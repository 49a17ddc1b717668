//! Core utilities for the scene controller.
//!
//! This crate provides foundational types and utilities used across the stage crates:
//! - Error types and result aliases
//! - Logging initialization
//! - Frame timer
//! - Configuration with the fixed scene defaults

pub mod config;
mod error;
mod logging;
mod timer;

pub use config::SceneConfig;
pub use error::{Error, Result};
pub use logging::init_logging;
pub use timer::Timer;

What the exercise asks: Reproduce the data exactly. All of it is needed.

Output for this exercise:
repository 49a17ddc1b717668
//! Core utilities for the scene controller.
//!
//! This crate provides foundational types and utilities used across the stage crates:
//! - Error types and result aliases
//! - Logging initialization
//! - Frame timer
//! - Configuration with the fixed scene defaults

pub mod config;
mod error;
mod logging;
mod timer;

pub use config::SceneConfig;
pub use error::{Error, Result};
pub use logging::init_logging;
pub use timer::Timer;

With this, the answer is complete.